Per questo la Società della Cura scende in piazza ( Imperia – Asti – Iesi – Ancona – Genova – Pietra Ligure – La Spezia – Campobasso – Firenze – Torino – Padova – La Spezia  – Sarzana – Saronno – Milano – Roma – Udine – Aosta – Lucca – Prato – Fermo – Pesaro – Legnano – Venezia – Pisa ) per presentareil suo Recovery PlanET: un documento elaborato per tre mesi da centinaia di mani che si riconoscono nella “Società della cura”. Il Recovery PlanET si può leggere qui. La Società della Cura è una convergenza nata durante il lockdown, coinvolgendo gruppi, associazioni, reti sociali e del mutualismo, movimenti.  Attualmente riunisce oltre 1800 aderenti collettivi e individuali in tutta Italia. Un lunghissimo elenco che trovate a questo link.

L’attività lobbystica di Legambiente a favore del Recovery fund?

Draghi peggiora Conte nel Recovery Fund, secondo (clicca qui): Movimento Legge Rifiuti Zero per l’economia circolare, ISDE Italia medici per l’ambiente, Centro Europeo Terza Rivoluzione Industriale – CETRI-TIRES,Gruppo Unitario per le Foreste Italiane – G.U.F.I. Gruppo di Intervento Giuridico – GrIG Associazione Consumatori Utenti – Movimento Sostenibilità Equità Solidarietà – SequS. “Viene chiamato ‘transizione ecologica’ un vecchio sistema di ‘economia lineare’ in cui ancora si premiano grandi infrastrutture, 5Gm alta velocità ecc. Questo a scapito della falsità con cui viene speso il termine di ‘economia circolare’ dato che molti di questi investimenti non produrranno alcun effetto nella diminuzione delle emissioni in atmosfera. Anzi”. Inoltre, secondo le sette associazioni nazionali, le dieci “opere faro” proposte da Legambiente per il Recovery fund non sono che “attività lobbystica“ a favore del governo.

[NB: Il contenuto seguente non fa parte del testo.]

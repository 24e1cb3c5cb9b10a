//! End-to-end runs of a session on its loop thread

use std::sync::{Arc, Mutex};
use std::thread;
use std::time::{Duration, Instant};

use star_dodge::audio::{AudioBackend, SoundEffect};
use star_dodge::persistence::MemoryStore;
use star_dodge::platform::{HeadlessSurface, Host, HostInput, SurfaceMonitor};
use star_dodge::renderer::{Frame, SpriteKind};
use star_dodge::sim::Viewport;
use star_dodge::{Session, Settings};

#[derive(Debug, Clone, PartialEq)]
enum Played {
    Effect(SoundEffect),
    MusicStart,
    MusicStop,
}

#[derive(Clone, Default)]
struct Recorder(Arc<Mutex<Vec<Played>>>);

impl Recorder {
    fn played(&self) -> Vec<Played> {
        self.0.lock().unwrap().clone()
    }

    fn count(&self, item: &Played) -> usize {
        self.played().iter().filter(|p| *p == item).count()
    }
}

impl AudioBackend for Recorder {
    fn play_one_shot(&mut self, effect: SoundEffect, _volume: f32) {
        self.0.lock().unwrap().push(Played::Effect(effect));
    }

    fn start_music(&mut self, _volume: f32) {
        self.0.lock().unwrap().push(Played::MusicStart);
    }

    fn stop_music(&mut self) {
        self.0.lock().unwrap().push(Played::MusicStop);
    }
}

const VIEWPORT: Viewport = Viewport {
    width: 1000,
    height: 2000,
};

fn host(spawn_interval_ms: u64, store: MemoryStore, audio: Recorder) -> Host {
    let settings = Settings {
        seed: Some(42),
        spawn_interval_ms,
        ..Default::default()
    };
    Host::new(Session::new(
        &settings,
        VIEWPORT,
        Box::new(store),
        Box::new(audio),
        Arc::new(HostInput::new()),
    ))
}

/// Poll the latest frame until `done` holds, or give up after 10 seconds
fn wait_for(monitor: &SurfaceMonitor, mut done: impl FnMut(&Frame) -> bool) -> Option<Frame> {
    let deadline = Instant::now() + Duration::from_secs(10);
    while Instant::now() < deadline {
        if let Some(frame) = monitor.latest() {
            if done(&frame) {
                return Some(frame);
            }
        }
        thread::sleep(Duration::from_millis(1));
    }
    None
}

#[test]
fn crash_persists_best_and_tap_restarts() {
    let store = MemoryStore::default();
    let audio = Recorder::default();
    let mut host = host(60_000, store.clone(), audio.clone());
    let (surface, monitor) = HeadlessSurface::new(Some(Duration::from_millis(1)));
    host.surface_created(surface, VIEWPORT).unwrap();

    // Keep clear of every asteroid column until something has been recycled
    host.pointer_moved(-10_000.0, 1000.0);
    wait_for(&monitor, |f| f.score >= 1).expect("no asteroid was recycled");

    // Then park the ship in the column of an asteroid that is still high up
    let mut column = None;
    let over = wait_for(&monitor, |f| {
        if f.game_over {
            return true;
        }
        if column.is_none() {
            column = f
                .sprites
                .iter()
                .find(|s| s.kind == SpriteKind::Asteroid && s.bounds.min.y < 1000.0)
                .map(|a| a.bounds.min.x + 100.0);
            if let Some(x) = column {
                host.pointer_moved(x, 1800.0);
            }
        }
        false
    })
    .expect("ship never collided");

    assert!(over.score >= 1);
    assert_eq!(over.best_score, over.score);
    assert_eq!(over.hud[0].text, "Game Over");
    assert_eq!(store.best(), over.score);
    assert_eq!(store.writes(), 1);
    assert_eq!(audio.count(&Played::Effect(SoundEffect::Collision)), 1);
    // Background track is still looping on the Game Over screen
    assert_eq!(audio.count(&Played::MusicStop), 0);

    host.pointer_down(500.0, 1000.0);
    let resumed = wait_for(&monitor, |f| !f.game_over).expect("tap did not restart");
    assert_eq!(resumed.best_score, over.score);
    assert_eq!(resumed.count(SpriteKind::Asteroid), 4);
    assert_eq!(resumed.count(SpriteKind::Coin), 0);
    // Restart rewinds the track: stop, then start from the beginning
    assert_eq!(
        audio.played(),
        vec![
            Played::MusicStart,
            Played::Effect(SoundEffect::Collision),
            Played::MusicStop,
            Played::MusicStart,
        ]
    );

    host.surface_destroyed().unwrap();
    assert!(!host.is_running());
    let session = host.session().unwrap();
    assert!(!session.is_music_playing());
    assert!(!session.spawner_running());
}

#[test]
fn spawned_coins_reach_the_screen() {
    let mut host = host(20, MemoryStore::default(), Recorder::default());
    let (surface, monitor) = HeadlessSurface::new(Some(Duration::from_millis(1)));
    host.surface_created(surface, VIEWPORT).unwrap();
    host.pointer_moved(-10_000.0, 1000.0);

    let frame = wait_for(&monitor, |f| f.count(SpriteKind::Coin) > 0).expect("no coins arrived");
    for coin in frame.sprites.iter().filter(|s| s.kind == SpriteKind::Coin) {
        assert!(coin.bounds.min.x >= 0.0 && coin.bounds.min.x < 900.0);
    }

    host.surface_destroyed().unwrap();
}

#[test]
fn resize_while_running_reaches_the_loop() {
    let mut host = host(60_000, MemoryStore::default(), Recorder::default());
    let (surface, monitor) = HeadlessSurface::new(Some(Duration::from_millis(1)));
    host.surface_created(surface, VIEWPORT).unwrap();
    host.pointer_moved(-10_000.0, 1000.0);
    wait_for(&monitor, |_| true).expect("loop never presented");

    host.surface_changed(Viewport::new(720, 1280));
    // Two more presents guarantee one full update ran after the change
    let seen = monitor.frames();
    let deadline = Instant::now() + Duration::from_secs(10);
    while monitor.frames() < seen + 2 && Instant::now() < deadline {
        thread::sleep(Duration::from_millis(1));
    }

    host.surface_destroyed().unwrap();
    let session = host.session().unwrap();
    assert_eq!(session.state().viewport, Viewport::new(720, 1280));
}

–>(5) Legambiente: nel Recovery Plan via i PFAS da Veneto e Piemonte.

I mecenatismi  sono investimenti atti a saldare la dipendenza delle amministrazioni leghiste locali, ma la questione PFAS in Italia ha ormai assunto dimensioni strategiche. Infatti Legambiente ha presentato al Governo  dieci opere-faro sulle quali concentrare i fondi del Recovery Plan, per avviare una vera transizione ecologica per l’Italia. Tra queste, la bonifica dei territori e delle falde inquinate dai PFAS in Veneto e Piemonte, che per quanto riguarda lo stabilimento Solvay di Spinetta Marengo si traduce nell’eliminazione della fonte dell’inquinamento, cioè nella cessazione degli impianti che producono e usano il Pfas C6O4. Clicca qui

Nessun piano amianto nel Recovery Plan?

Mentre i processi si concludono tutti senza risarcimenti per le Vittime, non risulta un piano di incentivi e risarcimenti per la rimozione dell’amianto sul territorio nazionale. L’amianto non è un problema del passato ma del presente e del futuro, e senza le necessarie bonifiche le persone continueranno ad ammalarsi e morire. Ogni anno 6.000 persone perdono la vita a causa delle malattie asbesto-correlate, altre decine di migliaia per tumori professionali, più di 1.400 per infortuni sul lavoro. Sono presenti ancora più di 40 milioni di tonnellate di materiali contenenti amianto, 33 in matrice compatta e 7 friabile, in un milione di siti, di cui 50.000 industriali e 40 di interesse nazionale e ci sono ancora circa 2.400 scuole a rischio, con un bacino di 350.000 alunni e 50.000 insegnanti. Per non parlare degli edifici privati.